Теперь наступает переворот. Правление Августа было временем реставрации старинной религии. Сам правитель в своей мировой столице, которую он «получил кирпичной, оставил мраморной», усердно отстраивал обвалившиеся храмы и воздвигал новые, особенно в честь своего бога-покровителя Аполлона Актийского, милости которого он приписывал свою победу над Антонием и Клеопатрой; построенный им этому богу храм на Палатине по соседству с его дворцом стал соперником храма Юпитеру Капитолийскому. Он же всячески поощрял покорную ему знать занимать стеснительные староримские жреческие должности и посвящать своих дочерей в весталки. Пример государя был, конечно, указом для подданных; теперь, вздохнув свободнее благодаря вожделенной Pax Augusta, римлянин опять с гордостью почувствовал себя римлянином, — а быть римлянином значило поклоняться древнеримским богам, покровителям и символам римской мировой власти. «Dis te minorem quod geris, imperas»[124], — сказал Гораций (Гор. Оды, III, 6, 5) со свойственным ему неподражаемым умением сосредоточивать в краткой формуле волнующие многих мысли и чувства. И когда тот же поэт мечтает о бессмертии своей поэзии (Гор. Оды, III, 30, 8), ему это бессмертие кажется обеспеченным вечностью того времени,
...dum CapitoliumScandet cum tacita virgine pontifex.[125]И мы не имеем никакого права ни считать лицемерными заботы императора о возвеличении родных культов, ни клеймить сюда же направленное возрастающее благочестие граждан именем внешнего и бессодержательного формализма. Тогдашняя кружковая жизнь, цеховые собрания и символы, посвятительные надписи и т.п. достаточно свидетельствуют как о распространенности, так и об искренности этого религиозного чувства. Следующие императоры последовали примеру основателя империи; преемственность этой заботы была обусловлена преемственностью титула pontifex maximus[126], который они носили все.

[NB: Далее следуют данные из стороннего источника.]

//! Mock buttery API client for testing
//!
//! Provides a mock implementation of [`ButteryApi`] for unit testing
//! without making real API calls.

use std::collections::HashMap;
use std::sync::Arc;

use async_trait::async_trait;
use tokio::sync::Mutex;

use super::ButteryApi;
use super::models::{DeleteConfirmation, MenuItem, Order, OrderStatus, Role, User};
use crate::error::{ApiError, Result};

/// Mock API client for testing.
///
/// Configure responses via builder methods, then use in tests.
///
/// # Example
/// ```ignore
/// let mock = MockButteryClient::new()
///     .with_orders(vec![order])
///     .await
///     .failing("update_order_status", 2)
///     .await;
/// ```
#[derive(Clone)]
pub struct MockButteryClient {
    /// Menu items returned from list_menu_items (filtered by buttery)
    menu: Arc<Mutex<Vec<MenuItem>>>,
    /// Orders returned from list_orders (filtered by buttery)
    orders: Arc<Mutex<Vec<Order>>>,
    /// User returned from current_user
    user: Arc<Mutex<User>>,
    /// One-shot error returned by the next call of any operation
    error: Arc<Mutex<Option<ApiError>>>,
    /// Remaining simulated network failures per operation
    failures: Arc<Mutex<HashMap<&'static str, usize>>>,
    /// Track number of calls for verification
    call_count: Arc<Mutex<CallCounts>>,
    /// Captured requests for test assertions
    captured_requests: Arc<Mutex<Vec<CapturedRequest>>>,
}

impl Default for MockButteryClient {
    fn default() -> Self {
        Self {
            menu: Arc::new(Mutex::new(Vec::new())),
            orders: Arc::new(Mutex::new(Vec::new())),
            user: Arc::new(Mutex::new(User {
                netid: "mock123".to_string(),
                name: Some("Mock Staff".to_string()),
                role: Role::Staff,
            })),
            error: Arc::new(Mutex::new(None)),
            failures: Arc::new(Mutex::new(HashMap::new())),
            call_count: Arc::new(Mutex::new(CallCounts::default())),
            captured_requests: Arc::new(Mutex::new(Vec::new())),
        }
    }
}

/// Tracks API call counts for test verification
#[derive(Default, Debug, Clone)]
pub struct CallCounts {
    pub current_user: usize,
    pub list_menu_items: usize,
    pub list_orders: usize,
    pub update_order_status: usize,
    pub delete_menu_item: usize,
}

impl CallCounts {
    /// Get total number of API calls made.
    pub fn total(&self) -> usize {
        self.current_user
            + self.list_menu_items
            + self.list_orders
            + self.update_order_status
            + self.delete_menu_item
    }
}

/// A captured API request for test assertions.
#[derive(Debug, Clone)]
pub struct CapturedRequest {
    /// The API method called (e.g., "list_orders")
    pub method: String,
    /// Buttery filter if provided
    pub buttery: Option<String>,
}

impl MockButteryClient {
    /// Create a new mock client with default (empty) responses.
    pub fn new() -> Self {
        Self::default()
    }

    /// Configure menu items to return from list_menu_items.
    pub async fn with_menu(self, menu: Vec<MenuItem>) -> Self {
        *self.menu.lock().await = menu;
        self
    }

    /// Configure orders to return from list_orders.
    pub async fn with_orders(self, orders: Vec<Order>) -> Self {
        *self.orders.lock().await = orders;
        self
    }

    /// Configure the user returned from current_user.
    pub async fn with_role(self, role: Role) -> Self {
        self.user.lock().await.role = role;
        self
    }

    /// Configure an error to return on the next API call.
    /// The error is consumed after one use.
    pub async fn with_error(self, error: ApiError) -> Self {
        *self.error.lock().await = Some(error);
        self
    }

    /// Make the next `count` calls of `method` fail with a network error.
    pub async fn failing(self, method: &'static str, count: usize) -> Self {
        self.failures.lock().await.insert(method, count);
        self
    }

    /// Get the call counts for verification in tests.
    pub async fn call_counts(&self) -> CallCounts {
        self.call_count.lock().await.clone()
    }

    /// Get all captured requests for test assertions.
    pub async fn captured_requests(&self) -> Vec<CapturedRequest> {
        self.captured_requests.lock().await.clone()
    }

    /// Current server-side orders (reflects successful mutations).
    pub async fn orders(&self) -> Vec<Order> {
        self.orders.lock().await.clone()
    }

    /// Record a call, then return any configured error for it.
    async fn check_error(&self, method: &'static str, buttery: Option<&str>) -> Result<()> {
        self.captured_requests.lock().await.push(CapturedRequest {
            method: method.to_string(),
            buttery: buttery.map(|s| s.to_string()),
        });

        if let Some(e) = self.error.lock().await.take() {
            return Err(e.into());
        }

        let mut failures = self.failures.lock().await;
        if let Some(remaining) = failures.get_mut(method) {
            if *remaining > 0 {
                *remaining -= 1;
                return Err(ApiError::Network(format!("simulated failure in {}", method)).into());
            }
        }

        Ok(())
    }
}

fn matches_buttery(item_buttery: Option<&String>, filter: Option<&str>) -> bool {
    match filter {
        Some(b) => item_buttery.map(|s| s.as_str()) == Some(b),
        None => true,
    }
}

#[async_trait]
impl ButteryApi for MockButteryClient {
    async fn current_user(&self) -> Result<User> {
        self.call_count.lock().await.current_user += 1;
        self.check_error("current_user", None).await?;

        Ok(self.user.lock().await.clone())
    }

    async fn list_menu_items(&self, buttery: Option<&str>) -> Result<Vec<MenuItem>> {
        self.call_count.lock().await.list_menu_items += 1;
        self.check_error("list_menu_items", buttery).await?;

        let menu = self.menu.lock().await;
        Ok(menu
            .iter()
            .filter(|item| matches_buttery(item.buttery.as_ref(), buttery))
            .cloned()
            .collect())
    }

    async fn list_orders(&self, buttery: Option<&str>) -> Result<Vec<Order>> {
        self.call_count.lock().await.list_orders += 1;
        self.check_error("list_orders", buttery).await?;

        let orders = self.orders.lock().await;
        Ok(orders
            .iter()
            .filter(|order| matches_buttery(order.buttery.as_ref(), buttery))
            .cloned()
            .collect())
    }

    async fn update_order_status(&self, order_id: &str, status: OrderStatus) -> Result<Order> {
        self.call_count.lock().await.update_order_status += 1;
        self.check_error("update_order_status", None).await?;

        let mut orders = self.orders.lock().await;
        let order = orders
            .iter_mut()
            .find(|o| o.id == order_id)
            .ok_or_else(|| ApiError::NotFound(format!("Order {} not found", order_id)))?;
        order.status = status;
        // The backend never echoes denormalized names.
        let mut updated = order.clone();
        for item in &mut updated.items {
            item.name = None;
        }
        Ok(updated)
    }

    async fn delete_menu_item(&self, item_id: &str) -> Result<DeleteConfirmation> {
        self.call_count.lock().await.delete_menu_item += 1;
        self.check_error("delete_menu_item", None).await?;

        let mut menu = self.menu.lock().await;
        let before = menu.len();
        menu.retain(|item| item.id != item_id);
        if menu.len() == before {
            return Err(ApiError::NotFound(format!("Menu item {} not found", item_id)).into());
        }

        Ok(DeleteConfirmation {
            id: item_id.to_string(),
            deleted: true,
        })
    }
}

#[cfg(test)]
mod tests {
    use super::*;
    use crate::client::models::OrderItem;

    fn order(id: &str, buttery: &str) -> Order {
        Order {
            id: id.to_string(),
            status: OrderStatus::Pending,
            buttery: Some(buttery.to_string()),
            customer: None,
            items: vec![OrderItem {
                menu_item_id: "m1".to_string(),
                quantity: 1,
                name: Some("Bagel".to_string()),
                modifiers: vec![],
            }],
            total_price: 250,
            created_at: None,
        }
    }

    #[tokio::test]
    async fn test_mock_filters_orders_by_buttery() {
        let mock = MockButteryClient::new()
            .with_orders(vec![order("o1", "North"), order("o2", "South")])
            .await;

        let north = mock.list_orders(Some("North")).await.unwrap();
        assert_eq!(north.len(), 1);
        assert_eq!(north[0].id, "o1");

        let all = mock.list_orders(None).await.unwrap();
        assert_eq!(all.len(), 2);

        let requests = mock.captured_requests().await;
        assert_eq!(requests[0].buttery.as_deref(), Some("North"));
        assert!(requests[1].buttery.is_none());
    }

    #[tokio::test]
    async fn test_mock_scripted_failures_then_success() {
        let mock = MockButteryClient::new()
            .with_orders(vec![order("o1", "North")])
            .await
            .failing("update_order_status", 2)
            .await;

        assert!(mock.update_order_status("o1", OrderStatus::Ready).await.is_err());
        assert!(mock.update_order_status("o1", OrderStatus::Ready).await.is_err());

        let updated = mock
            .update_order_status("o1", OrderStatus::Ready)
            .await
            .unwrap();
        assert_eq!(updated.status, OrderStatus::Ready);
        assert!(updated.items[0].name.is_none());
        assert_eq!(mock.call_counts().await.update_order_status, 3);
    }

    #[tokio::test]
    async fn test_mock_one_shot_error() {
        let mock = MockButteryClient::new()
            .with_error(ApiError::Forbidden)
            .await;

        assert!(mock.current_user().await.is_err());
        assert!(mock.current_user().await.is_ok());
        assert_eq!(mock.call_counts().await.total(), 2);
    }

    #[tokio::test]
    async fn test_mock_delete_not_found() {
        let mock = MockButteryClient::new();
        let result = mock.delete_menu_item("nonexistent").await;
        assert!(result.unwrap_err().to_string().contains("not found"));
    }
}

И все же новая религиозность новой эпохи не могла удовлетвориться одним только воскрешением прежнего. Она требовала, прежде всего, более интимного соприкосновения с божеством; возникло, хотя и сотканное из старых элементов, все же по духу новое религиозное представление — представление о гениях, или демонах. Древнеримский гений был «смертным богом человеческой природы», принципом физической жизни; признание бессмертия души повело к признанию бессмертия также и гения. С другой стороны, греческий демон еще со времени Гесиода считался духом-хранителем человека; но это поэтическое представление не было повсеместным и не имело опоры в культе, в то время как римский гений таковую имел, будучи чествуем ежегодно в день рождения (natalis) данного человека и призываем в клятвах. Теперь — между прочим, и под влиянием академической философии — демон-гений получает выдающееся место в народной религиозности. Это — существо, среднее между богом и человеком; он дается каждому спутником в момент его рождения и неустанно за ним следит, будучи свидетелем как его добрых, так и злых деяний; в минуту смерти он берет его душу и ведет ее к престолу вечного судьи, дабы дать там свидетельство о ее жизни и этим решить ее участь на том свете.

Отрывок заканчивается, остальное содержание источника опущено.